* Problem requirements
Word for word, repeat every record.

Entries taken from a collection:
────

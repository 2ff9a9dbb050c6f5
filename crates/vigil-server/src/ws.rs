//! Signaling WebSocket endpoint.
//!
//! Each socket becomes a [`ClientConnection`] in the hub. Inbound frames are
//! parsed as [`SignalMessage`]s and dispatched: queries answered directly,
//! lifecycle messages folded into the registry, everything room-scoped
//! relayed to the session's room. Outbound traffic arrives through the
//! connection's channel from hub broadcasts.

use std::sync::Arc;

use axum::extract::ws::{Message, WebSocket, WebSocketUpgrade};
use axum::extract::{Query, State};
use axum::response::Response;
use futures::{SinkExt, StreamExt};
use metrics::counter;
use serde::Deserialize;
use tokio::sync::mpsc;
use tracing::{debug, info, warn};

use vigil_core::ids::SessionToken;
use vigil_signaling::connection::{ClientConnection, ClientRole};
use vigil_signaling::message::SignalMessage;

use crate::metrics::{WS_CONNECTIONS_TOTAL, WS_DISCONNECTIONS_TOTAL};
use crate::state::AppState;

/// Outbound channel depth per connection; beyond this, sends count as drops.
const OUTBOUND_BUFFER: usize = 64;

/// Query parameters for the upgrade request.
#[derive(Debug, Deserialize)]
pub struct WsQuery {
    /// `monitored` or `observer` (the default).
    role: Option<String>,
}

/// `GET /ws` — upgrade into the signaling channel.
pub async fn upgrade(
    State(state): State<Arc<AppState>>,
    Query(query): Query<WsQuery>,
    ws: WebSocketUpgrade,
) -> Response {
    let role = match query.role.as_deref() {
        Some("monitored") => ClientRole::Monitored,
        _ => ClientRole::Observer,
    };
    ws.on_upgrade(move |socket| serve(state, role, socket))
}

async fn serve(state: Arc<AppState>, role: ClientRole, socket: WebSocket) {
    let (tx, mut rx) = mpsc::channel::<Arc<String>>(OUTBOUND_BUFFER);
    let id = uuid::Uuid::now_v7().to_string();
    let conn = Arc::new(ClientConnection::new(&id, role, tx));
    state.hub.add(Arc::clone(&conn)).await;
    counter!(WS_CONNECTIONS_TOTAL).increment(1);
    info!(conn_id = %id, ?role, "signaling client connected");

    let (mut sender, mut receiver) = socket.split();
    let writer = tokio::spawn(async move {
        while let Some(payload) = rx.recv().await {
            if sender
                .send(Message::Text(payload.as_str().into()))
                .await
                .is_err()
            {
                break;
            }
        }
    });

    while let Some(Ok(frame)) = receiver.next().await {
        match frame {
            Message::Text(text) => match serde_json::from_str::<SignalMessage>(text.as_str()) {
                Ok(message) => dispatch(&state, &conn, message).await,
                Err(e) => warn!(conn_id = %id, error = %e, "unparseable signaling frame"),
            },
            Message::Close(_) => break,
            // Pings are answered by axum; binary frames are not part of the
            // protocol.
            _ => {}
        }
    }

    state.hub.remove(&id).await;
    counter!(WS_DISCONNECTIONS_TOTAL).increment(1);
    writer.abort();
    info!(conn_id = %id, "signaling client disconnected");
}

/// Route one inbound message.
pub(crate) async fn dispatch(
    state: &AppState,
    conn: &Arc<ClientConnection>,
    message: SignalMessage,
) {
    match &message {
        SignalMessage::GetActiveStreams {} => {
            reply(
                conn,
                &SignalMessage::ActiveStreams {
                    sessions: state.registry.active_summaries(),
                },
            );
        }
        SignalMessage::MonitoredReady { session_token } => {
            join_room(state, conn, session_token).await;
            state.hub.broadcast_to_room(session_token, &message).await;
        }
        SignalMessage::StreamStarted { session_token } => {
            join_room(state, conn, session_token).await;
            if let Err(e) = state.registry.mark_live(session_token) {
                warn!(token = %session_token, error = %e, "stream-started for unusable session");
            }
            state.hub.broadcast_to_room(session_token, &message).await;
        }
        SignalMessage::StreamResumed { session_token, .. } => {
            if let Err(e) = state.registry.mark_live(session_token) {
                warn!(token = %session_token, error = %e, "stream-resumed for unusable session");
            }
            state.hub.broadcast_to_room(session_token, &message).await;
        }
        SignalMessage::StreamPaused {
            session_token,
            reason,
            disconnected_at,
        } => {
            if let Err(e) = state
                .registry
                .mark_paused(session_token, reason, *disconnected_at)
            {
                warn!(token = %session_token, error = %e, "stream-paused for unusable session");
            }
            state.hub.broadcast_to_room(session_token, &message).await;
        }
        SignalMessage::StreamEnded { session_token }
        | SignalMessage::QuizTerminated { session_token, .. } => {
            if let Err(e) = state.registry.mark_ended(session_token) {
                warn!(token = %session_token, error = %e, "end event for unknown session");
            }
            state.hub.broadcast_to_room(session_token, &message).await;
        }
        SignalMessage::ProctoringViolation { violation } => {
            if let Err(e) = state.registry.record_violation(violation) {
                warn!(token = %violation.session_token, error = %e,
                    "violation for unknown session");
            }
            let token = violation.session_token.clone();
            state.hub.broadcast_to_room(&token, &message).await;
        }
        SignalMessage::NegotiationOffer { session_token, .. }
        | SignalMessage::NegotiationAnswer { session_token, .. }
        | SignalMessage::NegotiationCandidate { session_token, .. } => {
            // Negotiation traffic binds the sender to the room and is
            // relayed opaquely; the engine never interprets the bodies.
            join_room(state, conn, session_token).await;
            state.hub.broadcast_to_room(session_token, &message).await;
        }
        SignalMessage::ActiveStreams { .. } => {
            debug!(conn_id = %conn.id, "ignoring server-origin message from client");
        }
    }
}

async fn join_room(state: &AppState, conn: &Arc<ClientConnection>, token: &SessionToken) {
    if conn.room().as_ref() != Some(token) {
        state.hub.join_room(&conn.id, token.clone()).await;
    }
}

fn reply(conn: &Arc<ClientConnection>, message: &SignalMessage) {
    match serde_json::to_string(message) {
        Ok(json) => {
            if !conn.send(Arc::new(json)) {
                warn!(conn_id = %conn.id, "failed to queue direct reply");
            }
        }
        Err(e) => warn!(error = %e, "failed to serialize direct reply"),
    }
}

────

* Solution to the problem
repository 2ff9a9dbb050c6f5
filename crates/vigil-server/src/ws.rs
//! Signaling WebSocket endpoint.
//!
//! Each socket becomes a [`ClientConnection`] in the hub. Inbound frames are
//! parsed as [`SignalMessage`]s and dispatched: queries answered directly,
//! lifecycle messages folded into the registry, everything room-scoped
//! relayed to the session's room. Outbound traffic arrives through the
//! connection's channel from hub broadcasts.

use std::sync::Arc;

use axum::extract::ws::{Message, WebSocket, WebSocketUpgrade};
use axum::extract::{Query, State};
use axum::response::Response;
use futures::{SinkExt, StreamExt};
use metrics::counter;
use serde::Deserialize;
use tokio::sync::mpsc;
use tracing::{debug, info, warn};

use vigil_core::ids::SessionToken;
use vigil_signaling::connection::{ClientConnection, ClientRole};
use vigil_signaling::message::SignalMessage;

use crate::metrics::{WS_CONNECTIONS_TOTAL, WS_DISCONNECTIONS_TOTAL};
use crate::state::AppState;

/// Outbound channel depth per connection; beyond this, sends count as drops.
const OUTBOUND_BUFFER: usize = 64;

/// Query parameters for the upgrade request.
#[derive(Debug, Deserialize)]
pub struct WsQuery {
    /// `monitored` or `observer` (the default).
    role: Option<String>,
}

/// `GET /ws` — upgrade into the signaling channel.
pub async fn upgrade(
    State(state): State<Arc<AppState>>,
    Query(query): Query<WsQuery>,
    ws: WebSocketUpgrade,
) -> Response {
    let role = match query.role.as_deref() {
        Some("monitored") => ClientRole::Monitored,
        _ => ClientRole::Observer,
    };
    ws.on_upgrade(move |socket| serve(state, role, socket))
}

async fn serve(state: Arc<AppState>, role: ClientRole, socket: WebSocket) {
    let (tx, mut rx) = mpsc::channel::<Arc<String>>(OUTBOUND_BUFFER);
    let id = uuid::Uuid::now_v7().to_string();
    let conn = Arc::new(ClientConnection::new(&id, role, tx));
    state.hub.add(Arc::clone(&conn)).await;
    counter!(WS_CONNECTIONS_TOTAL).increment(1);
    info!(conn_id = %id, ?role, "signaling client connected");

    let (mut sender, mut receiver) = socket.split();
    let writer = tokio::spawn(async move {
        while let Some(payload) = rx.recv().await {
            if sender
                .send(Message::Text(payload.as_str().into()))
                .await
                .is_err()
            {
                break;
            }
        }
    });

    while let Some(Ok(frame)) = receiver.next().await {
        match frame {
            Message::Text(text) => match serde_json::from_str::<SignalMessage>(text.as_str()) {
                Ok(message) => dispatch(&state, &conn, message).await,
                Err(e) => warn!(conn_id = %id, error = %e, "unparseable signaling frame"),
            },
            Message::Close(_) => break,
            // Pings are answered by axum; binary frames are not part of the
            // protocol.
            _ => {}
        }
    }

    state.hub.remove(&id).await;
    counter!(WS_DISCONNECTIONS_TOTAL).increment(1);
    writer.abort();
    info!(conn_id = %id, "signaling client disconnected");
}

/// Route one inbound message.
pub(crate) async fn dispatch(
    state: &AppState,
    conn: &Arc<ClientConnection>,
    message: SignalMessage,
) {
    match &message {
        SignalMessage::GetActiveStreams {} => {
            reply(
                conn,
                &SignalMessage::ActiveStreams {
                    sessions: state.registry.active_summaries(),
                },
            );
        }
        SignalMessage::MonitoredReady { session_token } => {
            join_room(state, conn, session_token).await;
            state.hub.broadcast_to_room(session_token, &message).await;
        }
        SignalMessage::StreamStarted { session_token } => {
            join_room(state, conn, session_token).await;
            if let Err(e) = state.registry.mark_live(session_token) {
                warn!(token = %session_token, error = %e, "stream-started for unusable session");
            }
            state.hub.broadcast_to_room(session_token, &message).await;
        }
        SignalMessage::StreamResumed { session_token, .. } => {
            if let Err(e) = state.registry.mark_live(session_token) {
                warn!(token = %session_token, error = %e, "stream-resumed for unusable session");
            }
            state.hub.broadcast_to_room(session_token, &message).await;
        }
        SignalMessage::StreamPaused {
            session_token,
            reason,
            disconnected_at,
        } => {
            if let Err(e) = state
                .registry
                .mark_paused(session_token, reason, *disconnected_at)
            {
                warn!(token = %session_token, error = %e, "stream-paused for unusable session");
            }
            state.hub.broadcast_to_room(session_token, &message).await;
        }
        SignalMessage::StreamEnded { session_token }
        | SignalMessage::QuizTerminated { session_token, .. } => {
            if let Err(e) = state.registry.mark_ended(session_token) {
                warn!(token = %session_token, error = %e, "end event for unknown session");
            }
            state.hub.broadcast_to_room(session_token, &message).await;
        }
        SignalMessage::ProctoringViolation { violation } => {
            if let Err(e) = state.registry.record_violation(violation) {
                warn!(token = %violation.session_token, error = %e,
                    "violation for unknown session");
            }
            let token = violation.session_token.clone();
            state.hub.broadcast_to_room(&token, &message).await;
        }
        SignalMessage::NegotiationOffer { session_token, .. }
        | SignalMessage::NegotiationAnswer { session_token, .. }
        | SignalMessage::NegotiationCandidate { session_token, .. } => {
            // Negotiation traffic binds the sender to the room and is
            // relayed opaquely; the engine never interprets the bodies.
            join_room(state, conn, session_token).await;
            state.hub.broadcast_to_room(session_token, &message).await;
        }
        SignalMessage::ActiveStreams { .. } => {
            debug!(conn_id = %conn.id, "ignoring server-origin message from client");
        }
    }
}

async fn join_room(state: &AppState, conn: &Arc<ClientConnection>, token: &SessionToken) {
    if conn.room().as_ref() != Some(token) {
        state.hub.join_room(&conn.id, token.clone()).await;
    }
}

fn reply(conn: &Arc<ClientConnection>, message: &SignalMessage) {
    match serde_json::to_string(message) {
        Ok(json) => {
            if !conn.send(Arc::new(json)) {
                warn!(conn_id = %conn.id, "failed to queue direct reply");
            }
        }
        Err(e) => warn!(error = %e, "failed to serialize direct reply"),
    }
}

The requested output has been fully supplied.